In Deutschland dürfen Minderjährige ab 16 Jahren heiraten. Vorausgesetzt die Eltern sind damit einverstanden und das Familiengericht hat für eine standesamtliche Hochzeit sein OK gegeben. 2013 haben 113 Minderjährige - davon waren 107 Mädchen - in Deutschland standesamtlich geheiratet. Zahlen über die eigentliche Höhe der Anträge gibt es nicht.

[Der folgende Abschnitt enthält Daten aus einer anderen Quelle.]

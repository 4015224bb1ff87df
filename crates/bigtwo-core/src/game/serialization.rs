use crate::game::history::TurnRecord;
use crate::game::state::GameState;
use crate::model::seat::Seat;
use serde::{Deserialize, Serialize};

/// Exportable record of a game: the seed that produced the deal plus the
/// linear turn log. Enough to audit or re-derive the whole game; not an
/// undo/replay mechanism.
#[derive(Debug, Clone, Serialize, Deserialize, PartialEq)]
pub struct GameLog {
    pub seed: u64,
    pub winner: Option<Seat>,
    pub records: Vec<TurnRecord>,
}

impl GameLog {
    pub fn capture(state: &GameState) -> Self {
        GameLog {
            seed: state.seed(),
            winner: state.winner(),
            records: state.history().to_vec(),
        }
    }

    pub fn to_json(state: &GameState) -> serde_json::Result<String> {
        let log = Self::capture(state);
        serde_json::to_string_pretty(&log)
    }

    pub fn from_json(json: &str) -> serde_json::Result<Self> {
        serde_json::from_str(json)
    }
}

#[cfg(test)]
mod tests {
    use super::GameLog;
    use crate::game::state::GameState;
    use crate::play::combo::Combination;

    #[test]
    fn log_serializes_to_json() {
        let mut state = GameState::with_seed(99);
        let leader = state.current_player();
        let opening = state.valid_plays()[0].clone();
        state.apply_play(leader, opening).unwrap();
        state.apply_play(leader.next(), Combination::pass()).unwrap();

        let json = GameLog::to_json(&state).unwrap();
        assert!(json.contains("\"seed\": 99"));
        assert!(json.contains("\"Passed\""));
    }

    #[test]
    fn log_roundtrips() {
        let mut state = GameState::with_seed(123);
        let leader = state.current_player();
        let opening = state.valid_plays()[0].clone();
        state.apply_play(leader, opening).unwrap();

        let log = GameLog::capture(&state);
        let back = GameLog::from_json(&GameLog::to_json(&state).unwrap()).unwrap();
        assert_eq!(back, log);
        assert_eq!(back.seed, 123);
        assert_eq!(back.records.len(), 1);
    }
}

Auch bei Zwangsehen gibt es keine verlässlichen Zahlen: Das ist eine Familienangelegenheit.

Familienehre ist wichtiger als die Tochter, Schwester, Nichte

Die Opfer von Zwangsehen haben meistens einen Migrationshintergrund. "Sie kommen aus einem Kulturkreis, in dem die Familienehre sehr wichtig ist", sagt Monika Michell von Terre des Femmes. "Sie ist wichtiger als das Individuum." Eine extrem wichtige Rolle für die Ehre spielt dabei die Sexualität der weiblichen Familienmitglieder: Frauen müssen jungfräulich in die Ehe gehen. Wenn dann die Gefahr besteht, dass ein Mädchen einen Freund hat, wird nach einem passenden Heiratskandidaten gesucht.

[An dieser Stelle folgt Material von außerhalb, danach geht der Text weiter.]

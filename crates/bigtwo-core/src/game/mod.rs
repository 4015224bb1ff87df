pub mod history;
pub mod player;
pub mod serialization;
pub mod state;
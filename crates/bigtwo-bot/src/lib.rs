pub mod strategy;

pub use strategy::{ChoiceContext, ChoiceStrategy, FirstOption, RandomChoice};
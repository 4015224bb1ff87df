use core::fmt;
use serde::{Deserialize, Serialize};

/// Tie-break order between cards of equal rank: Diamonds lowest, Spades highest.
#[derive(Debug, Clone, Copy, PartialEq, Eq, PartialOrd, Ord, Hash, Serialize, Deserialize)]
#[repr(u8)]
pub enum Suit {
    Diamonds = 0,
    Clubs = 1,
    Hearts = 2,
    Spades = 3,
}

impl Suit {
    pub const ALL: [Suit; 4] = [Suit::Diamonds, Suit::Clubs, Suit::Hearts, Suit::Spades];

    pub const fn from_char(symbol: char) -> Option<Self> {
        match symbol {
            'd' => Some(Suit::Diamonds),
            'c' => Some(Suit::Clubs),
            'h' => Some(Suit::Hearts),
            's' => Some(Suit::Spades),
            _ => None,
        }
    }

    pub const fn as_char(self) -> char {
        match self {
            Suit::Diamonds => 'd',
            Suit::Clubs => 'c',
            Suit::Hearts => 'h',
            Suit::Spades => 's',
        }
    }
}

impl fmt::Display for Suit {
    fn fmt(&self, f: &mut fmt::Formatter<'_>) -> fmt::Result {
        write!(f, "{}", self.as_char())
    }
}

"Wenn ein Mädchen schon einen schlechten Ruf hat, wird sie zum Teil auch mit einem älteren Mann als Zweitfrau verheiratet."

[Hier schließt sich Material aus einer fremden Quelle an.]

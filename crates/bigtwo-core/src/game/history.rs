use crate::model::seat::Seat;
use crate::play::combo::Combination;
use core::fmt;
use serde::{Deserialize, Serialize};

/// One entry of the append-only game log. Records are audit data only; the
/// turn machine never reads them back to make decisions.
#[derive(Debug, Clone, PartialEq, Eq, Serialize, Deserialize)]
pub struct TurnRecord {
    pub round: u32,
    pub seat: Seat,
    pub action: TurnAction,
}

#[derive(Debug, Clone, PartialEq, Eq, Serialize, Deserialize)]
pub enum TurnAction {
    Played(Combination),
    Passed,
    Won,
}

impl fmt::Display for TurnRecord {
    fn fmt(&self, f: &mut fmt::Formatter<'_>) -> fmt::Result {
        match &self.action {
            TurnAction::Played(combination) => {
                write!(f, "round {}: {} plays {}", self.round, self.seat, combination)
            }
            TurnAction::Passed => write!(f, "round {}: {} passes", self.round, self.seat),
            TurnAction::Won => write!(f, "round {}: {} wins", self.round, self.seat),
        }
    }
}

Auch wenn die Mädchen gegen ihren Willen verheiratet werden, finden sich einige damit ab und fügen sich. Die Alternative wäre es, sich gegen die eigene Familie zu stellen, gegen einen starken Familienbund, den sie ja auch lieben und von dem sie nicht lösen können oder wollen. Da ist Hilfe schwierig. "Man kann ja nichts gegen den Willen des Mädchens tun", sagt Monika Michell. Theoretisch kann das Jugendamt Minderjährige in Obhut nehmen und so fürs erste vor einer Zwangsheirat schützen.

Terre des Femmes fordert zum Schutz von Minderjährigen eine Heraufsetzung des Mindestalters für Ehen auf 18 Jahre, so wie es zum Beispiel in Schweden schon der Fall ist. Dann würden solche Ehen von Minderjährigen schon grundsätzlich nicht mehr anerkannt.